Появление видеозаписей опер в личном пользовании, трансляции спектаклей различных театров мира на телеканале «Культура» и возможность смотреть их записи в Интернете не оставили камня на камне от моего легкомысленного оптимистичного утверждения. Какая-то странная итальянская постановка этой оперы театра «Ла Скала», где по первым рядам зрительного зала ходят обнаженные девушки в чулках и туфлях, повергла меня в уныние… Потом мне дали посмотреть диск с «Травиатой» в современной постановке Венской оперы с Анной Нетребко в главной партии, где в первом действии толпа озабоченных мужчин алчно тянулись к Виолетте, передавали ее друг другу из рук в руки, как тряпичную куклу, она принимала какие-то провокационные позы, правда, она все-таки была одета в красное платье… Самой неприятной мне показалась немецкая версия оперы, где первое действие и сцена бала у Флоры выдержаны в стилистике классического немецкого или французского борделя с полураздетыми девушками, включая Виолетту, публичными оргиями, имитацией совокуплений и прочими пошлостями… Ну, просто никуда не уйти от цитаты В.Высоцкого: «Был в балете, мужики девок лапают…», только здесь опера. Получается, прав был герой фильма «Окно в Париж», утверждая, что Моцарта придут слушать, только если музыканты будут играть без штанов, а в штанах он и все прочие великие никому не нужны… А ведь Виолетта и ее подруга Флора – отнюдь не проститутки, даже не дорогущие проститутки, они дамы полусвета. Мама когда-то мне очень подробно объясняла, кто это такие, в чем особенности их жизни и поведения. Это скорее красивые очень дорогие содержанки, вокруг которых вьется аристократическая публика, всячески добиваясь их благосклонности, тратя на них огромные состояния. В их домах были позволительны вольности, но отнюдь не бордельного разлива. Их нельзя рассматривать как «переходящее красное знамя» для любого возжелавшего ее денежного мешка. Воля дамы полусвета принималась в расчет. О них написано немало книг, где все это рассказывается.
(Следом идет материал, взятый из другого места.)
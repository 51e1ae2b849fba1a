//! Field conditions addressed by name.
//!
//! A [`Condition`] pairs a field name, an [`Op`], and an owned [`Operand`]. It
//! reads the field through [`Record::field_value`](crate::Record), so it works
//! for any record type without knowing its shape.

use std::cmp::Ordering;
use std::fmt;

use crate::value::{Number, Timestamp, Value};

/// Comparison operator.
///
/// `Eq` and `Ne` apply to every kind. The ordering operators apply to
/// numbers, timestamps and strings. The text operators apply to strings and
/// are case-sensitive.
#[derive(Debug, Clone, Copy, PartialEq, Eq, Hash)]
pub enum Op {
    Eq,
    Ne,
    Gt,
    Gte,
    Lt,
    Lte,
    Contains,
    StartsWith,
    EndsWith,
}

impl Op {
    /// Evaluates an ordering operator against a comparison result.
    pub fn eval_ordering(self, ordering: Ordering) -> bool {
        match self {
            Op::Eq => ordering == Ordering::Equal,
            Op::Ne => ordering != Ordering::Equal,
            Op::Gt => ordering == Ordering::Greater,
            Op::Gte => ordering != Ordering::Less,
            Op::Lt => ordering == Ordering::Less,
            Op::Lte => ordering != Ordering::Greater,
            Op::Contains | Op::StartsWith | Op::EndsWith => false,
        }
    }

    pub fn as_str(self) -> &'static str {
        match self {
            Op::Eq => "eq",
            Op::Ne => "ne",
            Op::Gt => "gt",
            Op::Gte => "gte",
            Op::Lt => "lt",
            Op::Lte => "lte",
            Op::Contains => "contains",
            Op::StartsWith => "startswith",
            Op::EndsWith => "endswith",
        }
    }

    /// Parses an operator name as produced by [`Op::as_str`], ignoring case.
    pub fn from_name(name: &str) -> Option<Op> {
        const ALL: [Op; 9] = [
            Op::Eq,
            Op::Ne,
            Op::Gt,
            Op::Gte,
            Op::Lt,
            Op::Lte,
            Op::Contains,
            Op::StartsWith,
            Op::EndsWith,
        ];
        ALL.into_iter()
            .find(|op| op.as_str().eq_ignore_ascii_case(name))
    }
}

impl fmt::Display for Op {
    fn fmt(&self, f: &mut fmt::Formatter<'_>) -> fmt::Result {
        f.write_str(self.as_str())
    }
}

/// Owned comparison value held by a [`Condition`].
#[derive(Debug, Clone, PartialEq)]
pub enum Operand {
    String(String),
    Number(Number),
    Timestamp(Timestamp),
    Bool(bool),
}

impl From<String> for Operand {
    fn from(s: String) -> Self {
        Operand::String(s)
    }
}

impl From<&str> for Operand {
    fn from(s: &str) -> Self {
        Operand::String(s.to_string())
    }
}

impl From<Timestamp> for Operand {
    fn from(t: Timestamp) -> Self {
        Operand::Timestamp(t)
    }
}

impl From<bool> for Operand {
    fn from(b: bool) -> Self {
        Operand::Bool(b)
    }
}

impl From<Number> for Operand {
    fn from(n: Number) -> Self {
        Operand::Number(n)
    }
}

macro_rules! operand_from_number {
    ($($source:ty),+) => {
        $(
            impl From<$source> for Operand {
                fn from(n: $source) -> Self {
                    Operand::Number(Number::from(n))
                }
            }
        )+
    };
}

operand_from_number!(i8, i16, i32, i64, isize, u8, u16, u32, u64, usize, f32, f64);

/// A single named-field test.
///
/// ```
/// use quarry::{Condition, Op, Value, Number};
///
/// let adults = Condition::new("age", Op::Gte, 18);
/// assert!(adults.matches(&Value::Number(Number::U64(30))));
/// assert!(!adults.matches(&Value::None));
/// ```
#[derive(Debug, Clone, PartialEq)]
pub struct Condition {
    pub field: String,
    pub op: Op,
    pub operand: Operand,
}

impl Condition {
    pub fn new(field: impl Into<String>, op: Op, operand: impl Into<Operand>) -> Self {
        Condition {
            field: field.into(),
            op,
            operand: operand.into(),
        }
    }

    /// Tests a field value against this condition.
    ///
    /// Absent values and kind mismatches never match, `Ne` included.
    pub fn matches(&self, value: &Value<'_>) -> bool {
        match (&self.operand, value) {
            (Operand::String(operand), Value::String(field)) => self.match_string(field, operand),
            (Operand::Number(operand), Value::Number(field)) => field
                .compare(*operand)
                .is_some_and(|ordering| self.op.eval_ordering(ordering)),
            (Operand::Timestamp(operand), Value::Timestamp(field)) => {
                self.op.eval_ordering(field.cmp(operand))
            }
            (Operand::Bool(operand), Value::Bool(field)) => match self.op {
                Op::Eq => field == operand,
                Op::Ne => field != operand,
                _ => false,
            },
            _ => false,
        }
    }

    fn match_string(&self, field: &str, operand: &str) -> bool {
        match self.op {
            Op::Contains => field.contains(operand),
            Op::StartsWith => field.starts_with(operand),
            Op::EndsWith => field.ends_with(operand),
            op => op.eval_ordering(field.cmp(operand)),
        }
    }
}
Была еще одна зарубежная несуразная постановка с люмпенизированными героями в комбинезонах, уродливых юбках и солдатских ботинках. На них даже смотреть не хотелось… И что потрясает, во всех этих спектаклях, прекрасно поют, в них задействованы изумительные вокалисты, но спектакли лучше слушать с широко закрытыми глазами.
И наши театры отличились. Особенно меня насмешила осовремененная и исправленная постановка Юрия Александрова в Санкт-Петербург опере. Это такой гимн протеста униженных и оскорбленных женщин. Виолетта – уличная проститутка в короткой блестящей юбке, эдакая Джулия Робертс в «Красотке». Она разгуливает под светофорами, перед витринами, ходит по небольшому залу театра. Мужчины же – все исключительно во фраках и цилиндрах, с тросточками, некоторые дамы в длинных платьях, словом, странная мешанина зрительных образов. Смотря, именно смотря эту версию «Травиаты», я впервые поймала себя на мысли, что спасительным для спектакля становится исполнение его на языке оригинала. Ведь без перевода красивую арию, где говорится о смерти, как в финале оперы (ведь неимущественные авторские права не позволяют менять либретто, то есть слова), зрителю можно выдать за социальный протест и оставить Виолетту жить, образно, дать ей возможность послать всех, образно говоря, куда подальше и отправиться в новую счастливую жизнь. Был бы перевод или пели бы на русском, как в советское время, пипл бы это не схавал, а спросил бы: « А почему доктор сказал, что «ей жить недолго», Виолетта пропела, что ей обидно умирать такой молодой, что она хочет, чтобы после ее смерти Альфред женился на хорошей девушке, которую полюбит». И что здесь ответишь? А так все прокатывает. Единственный плюс этого спектакля состоял в том, что оркестр сидел не оркестровой яме, которую перекрыли щитами и сделали авансцену, а за сценой за стеклом. Поэтому звучал тихо и позволял хорошо слышать певцов, которые тогда еще хорошо пели в этом театре.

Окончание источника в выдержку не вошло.